Security models must allow both kinds of interaction - between OpenStack services, and between applications and OpenStack services in both directions. They should also permit the cloud consumer to delegate only the minimal privileges necessary to allow the application to operate as designed, and allow for regular revocation and replacement of credentials to maintain as much security as possible in an environment where Internet-facing machines are likely to eventually be compromised.

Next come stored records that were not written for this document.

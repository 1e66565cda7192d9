//! Daily briefing view
//!
//! Collects a list of news URLs and a focus topic, asks the backend to
//! scrape and summarize them, and renders one summary card per source.

use crate::api::MeridianClient;
use crate::app::LoadingState;
use crate::markdown::render_markdown;
use crate::theme::Theme;
use gpui::prelude::*;
use gpui::*;
use std::collections::HashMap;
use std::sync::Arc;

const DEFAULT_URLS: &str = "https://www.cnbc.com/market-insider/\nhttps://finance.yahoo.com/topic/stock-market-news/";
const DEFAULT_TOPIC: &str = "Market Open & Key Movers";

/// Which input currently receives keystrokes
#[derive(Debug, Clone, Copy, PartialEq, Eq, Default)]
pub enum NewsField {
    #[default]
    Urls,
    Topic,
}

/// A generated briefing: backend timestamp plus per-source summaries in
/// the order the URLs were requested
#[derive(Debug, Clone, Default, PartialEq)]
pub struct Briefing {
    pub timestamp: Option<String>,
    pub items: Vec<(String, String)>,
}

impl Briefing {
    /// Reassemble the backend's flat URL->text map into request order.
    /// The `"timestamp"` entry is pulled out; URLs the backend skipped
    /// are dropped.
    pub fn from_response(requested: &[String], mut map: HashMap<String, String>) -> Self {
        let timestamp = map.remove("timestamp");
        let items = requested
            .iter()
            .filter_map(|url| map.remove(url).map(|summary| (url.clone(), summary)))
            .collect();

        Self { timestamp, items }
    }
}

/// Split the URL textarea into request-ready entries: trimmed, blanks
/// dropped, duplicates dropped, order preserved.
pub fn parse_url_lines(input: &str) -> Vec<String> {
    let mut seen = Vec::new();
    for line in input.lines() {
        let url = line.trim();
        if url.is_empty() || seen.iter().any(|s| s == url) {
            continue;
        }
        seen.push(url.to_string());
    }
    seen
}

/// Short display name for a source URL, e.g. "CNBC" or "FINANCE.YAHOO"
pub fn source_name(url: &str) -> String {
    let stripped = url
        .trim()
        .trim_start_matches("https://")
        .trim_start_matches("http://");
    let host = stripped.split('/').next().unwrap_or("");
    let host = host.trim_start_matches("www.");

    let parts: Vec<&str> = host.split('.').collect();
    if parts.len() > 1 {
        parts[..parts.len() - 1].join(".").to_uppercase()
    } else if host.is_empty() {
        "SOURCE".to_string()
    } else {
        host.to_uppercase()
    }
}

/// Daily briefing view state
pub struct NewsView {
    theme: Theme,
    api_client: Arc<MeridianClient>,
    focus_handle: FocusHandle,
    urls_input: String,
    topic_input: String,
    focused_field: NewsField,
    briefing: LoadingState<Briefing>,
}

impl NewsView {
    pub fn new(api_client: Arc<MeridianClient>, theme: Theme, cx: &mut Context<Self>) -> Self {
        Self {
            theme,
            api_client,
            focus_handle: cx.focus_handle(),
            urls_input: DEFAULT_URLS.to_string(),
            topic_input: DEFAULT_TOPIC.to_string(),
            focused_field: NewsField::default(),
            briefing: LoadingState::NotStarted,
        }
    }

    /// Kick off a briefing generation. One request; its outcome replaces
    /// the previous briefing wholesale.
    pub fn generate(&mut self, cx: &mut Context<Self>) {
        if self.briefing.is_loading() {
            return;
        }
        let urls = parse_url_lines(&self.urls_input);
        if urls.is_empty() {
            return;
        }

        self.briefing = LoadingState::Loading;
        cx.notify();

        let client = self.api_client.clone();
        let topic = self.topic_input.clone();

        cx.spawn(async move |this: WeakEntity<Self>, cx: &mut AsyncApp| {
            let result = client.news_summary(&urls, &topic).await;

            let _ = cx.update(|cx| {
                if let Some(entity) = this.upgrade() {
                    entity.update(cx, |view, cx| {
                        view.briefing = match result {
                            Ok(map) => LoadingState::Loaded(Briefing::from_response(&urls, map)),
                            Err(e) => LoadingState::Error(e.to_string()),
                        };
                        cx.notify();
                    });
                }
            });
        })
        .detach();
    }

    fn focus_field(&mut self, field: NewsField, window: &mut Window, cx: &mut Context<Self>) {
        self.focused_field = field;
        window.focus(&self.focus_handle);
        cx.notify();
    }

    fn handle_key(&mut self, event: &KeyDownEvent, cx: &mut Context<Self>) {
        let keystroke = &event.keystroke;
        let target = match self.focused_field {
            NewsField::Urls => &mut self.urls_input,
            NewsField::Topic => &mut self.topic_input,
        };

        match keystroke.key.as_str() {
            "backspace" => {
                target.pop();
            }
            "space" => target.push(' '),
            "enter" => match self.focused_field {
                NewsField::Urls => self.urls_input.push('\n'),
                NewsField::Topic => {
                    self.generate(cx);
                    return;
                }
            },
            "tab" => {
                self.focused_field = match self.focused_field {
                    NewsField::Urls => NewsField::Topic,
                    NewsField::Topic => NewsField::Urls,
                };
            }
            key if key.chars().count() == 1 => {
                let ch = key.chars().next().unwrap_or(' ');
                if keystroke.modifiers.shift {
                    target.extend(ch.to_uppercase());
                } else {
                    target.push(ch);
                }
            }
            _ => return,
        }
        cx.notify();
    }
}

impl Focusable for NewsView {
    fn focus_handle(&self, _cx: &App) -> FocusHandle {
        self.focus_handle.clone()
    }
}

impl Render for NewsView {
    fn render(&mut self, _window: &mut Window, cx: &mut Context<Self>) -> impl IntoElement {
        let theme = self.theme.clone();

        div()
            .id("news-view")
            .size_full()
            .flex()
            .flex_col()
            .gap(px(20.0))
            .p(px(24.0))
            .overflow_y_scroll()
            .track_focus(&self.focus_handle)
            .on_key_down(cx.listener(|this, event: &KeyDownEvent, _window, cx| {
                this.handle_key(event, cx);
            }))
            .child(self.render_config_card(cx))
            .child(self.render_results(&theme))
    }
}

impl NewsView {
    fn render_config_card(&self, cx: &mut Context<Self>) -> Div {
        let theme = &self.theme;
        let loading = self.briefing.is_loading();

        div()
            .p(px(20.0))
            .rounded(px(12.0))
            .bg(theme.card_bg)
            .border_1()
            .border_color(theme.border)
            .flex()
            .flex_col()
            .gap(px(16.0))
            .child(
                div()
                    .flex()
                    .flex_col()
                    .gap(px(2.0))
                    .child(
                        div()
                            .text_size(px(16.0))
                            .font_weight(FontWeight::SEMIBOLD)
                            .text_color(theme.text)
                            .child("Daily Market Briefing"),
                    )
                    .child(
                        div()
                            .text_size(px(12.0))
                            .text_color(theme.text_muted)
                            .child("Configure news sources and focus topic"),
                    ),
            )
            .child(
                div()
                    .flex()
                    .gap(px(16.0))
                    .child(self.render_urls_box(cx))
                    .child(
                        div()
                            .flex_1()
                            .flex()
                            .flex_col()
                            .gap(px(12.0))
                            .child(self.render_topic_box(cx))
                            .child(self.render_generate_button(loading, cx)),
                    ),
            )
    }

    fn render_urls_box(&self, cx: &mut Context<Self>) -> Div {
        let theme = &self.theme;
        let focused = self.focused_field == NewsField::Urls;

        div()
            .flex_1()
            .flex()
            .flex_col()
            .gap(px(6.0))
            .child(field_label("News URLs (one per line)", theme))
            .child(
                div()
                    .id("news-urls-input")
                    .min_h(px(96.0))
                    .px(px(12.0))
                    .py(px(8.0))
                    .rounded(px(6.0))
                    .bg(theme.card_bg_elevated)
                    .border_1()
                    .border_color(if focused { theme.accent } else { theme.border })
                    .cursor_text()
                    .on_click(cx.listener(|this, _, window, cx| {
                        this.focus_field(NewsField::Urls, window, cx);
                    }))
                    .flex()
                    .flex_col()
                    .children(self.urls_input.split('\n').map(|line| {
                        div()
                            .text_size(px(12.0))
                            .line_height(px(18.0))
                            .text_color(theme.text)
                            .child(line.to_string())
                    })),
            )
    }

    fn render_topic_box(&self, cx: &mut Context<Self>) -> Div {
        let theme = &self.theme;
        let focused = self.focused_field == NewsField::Topic;

        div()
            .flex()
            .flex_col()
            .gap(px(6.0))
            .child(field_label("Focus Topic", theme))
            .child(
                div()
                    .id("news-topic-input")
                    .h(px(36.0))
                    .px(px(12.0))
                    .rounded(px(6.0))
                    .bg(theme.card_bg_elevated)
                    .border_1()
                    .border_color(if focused { theme.accent } else { theme.border })
                    .cursor_text()
                    .on_click(cx.listener(|this, _, window, cx| {
                        this.focus_field(NewsField::Topic, window, cx);
                    }))
                    .flex()
                    .items_center()
                    .child(
                        div()
                            .text_size(px(13.0))
                            .text_color(theme.text)
                            .child(self.topic_input.clone()),
                    ),
            )
    }

    fn render_generate_button(&self, loading: bool, cx: &mut Context<Self>) -> Stateful<Div> {
        let theme = &self.theme;

        div()
            .id("news-generate")
            .h(px(38.0))
            .rounded(px(6.0))
            .bg(if loading {
                theme.accent.opacity(0.5)
            } else {
                theme.accent
            })
            .cursor_pointer()
            .hover(|s| s.bg(theme.accent_hover))
            .on_click(cx.listener(|this, _, _, cx| {
                this.generate(cx);
            }))
            .flex()
            .items_center()
            .justify_center()
            .child(
                div()
                    .text_size(px(13.0))
                    .font_weight(FontWeight::SEMIBOLD)
                    .text_color(hsla(0.0, 0.0, 1.0, 0.95))
                    .child(if loading {
                        "Analyzing..."
                    } else {
                        "Generate Briefing"
                    }),
            )
    }

    fn render_results(&self, theme: &Theme) -> Div {
        match &self.briefing {
            LoadingState::NotStarted => div(),
            LoadingState::Loading => div()
                .py(px(40.0))
                .flex()
                .justify_center()
                .child(
                    div()
                        .text_size(px(13.0))
                        .text_color(theme.text_dimmed)
                        .child("Reading sources and summarizing..."),
                ),
            LoadingState::Error(e) => div()
                .p(px(16.0))
                .rounded(px(8.0))
                .bg(theme.negative_subtle)
                .border_1()
                .border_color(theme.negative.opacity(0.4))
                .text_size(px(13.0))
                .text_color(theme.negative)
                .child(format!("Error: {}", e)),
            LoadingState::Loaded(briefing) => {
                let cards: Vec<Div> = briefing
                    .items
                    .iter()
                    .map(|(url, summary)| self.render_summary_card(url, summary, theme))
                    .collect();

                div()
                    .flex()
                    .flex_col()
                    .gap(px(10.0))
                    .when_some(briefing.timestamp.clone(), |el, ts| {
                        el.child(
                            div()
                                .flex()
                                .justify_end()
                                .text_size(px(11.0))
                                .text_color(theme.text_dimmed)
                                .child(format!("Last updated: {}", ts)),
                        )
                    })
                    .child(div().flex().flex_col().gap(px(12.0)).children(cards))
            }
        }
    }

    fn render_summary_card(&self, url: &str, summary: &str, theme: &Theme) -> Div {
        div()
            .flex()
            .rounded(px(10.0))
            .bg(theme.card_bg)
            .border_1()
            .border_color(theme.border)
            .overflow_hidden()
            .child(div().w(px(3.0)).bg(theme.accent))
            .child(
                div()
                    .flex_1()
                    .p(px(16.0))
                    .flex()
                    .flex_col()
                    .gap(px(8.0))
                    .child(
                        div()
                            .flex()
                            .items_center()
                            .gap(px(8.0))
                            .child(
                                div()
                                    .text_size(px(12.0))
                                    .font_weight(FontWeight::SEMIBOLD)
                                    .text_color(theme.accent)
                                    .child(source_name(url)),
                            )
                            .child(
                                div()
                                    .text_size(px(10.0))
                                    .text_color(theme.text_dimmed)
                                    .child(url.to_string()),
                            ),
                    )
                    .child(render_markdown(summary, theme)),
            )
    }
}

fn field_label(text: &str, theme: &Theme) -> Div {
    div()
        .text_size(px(12.0))
        .font_weight(FontWeight::MEDIUM)
        .text_color(theme.text_secondary)
        .child(text.to_string())
}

Abstract Specialised Operations

Certain components of an application - for example, databases - often benefit from a specialist skillset to operate them. By abstracting the management of some of the most common of these components behind an API, OpenStack allows the relationship between them and the rest of the application to be formalised. For organisations that have access to the necessary specialists, this allows those specialists to cover more applications by working in a centralised manner. For other organisations, it allows them to access the specialised skills that they otherwise could not, via a public or managed OpenStack cloud.

Not every reusable component of an application warrants its own OpenStack service. Suitable candidates typically feature complex configuration, ongoing lifecycle management needs, and sophisticated OpenStack infrastructure requirements (such as managing clusters of virtual servers).


Graphical User Interface

A GUI is often the best way for new users to approach a cloud and for users in general to experiment with unfamiliar areas of it. Presenting options and workflows graphically affords discovery of capabilities in a way that reading through API or CLI documentation cannot. A GUI is also often the best way for even experienced users and cloud operators to get a broad overview of the state of their cloud resources, and to visualise relationships between them. For these reasons, in addition to the API and any other user interfaces, OpenStack should include a web-based graphical user interface.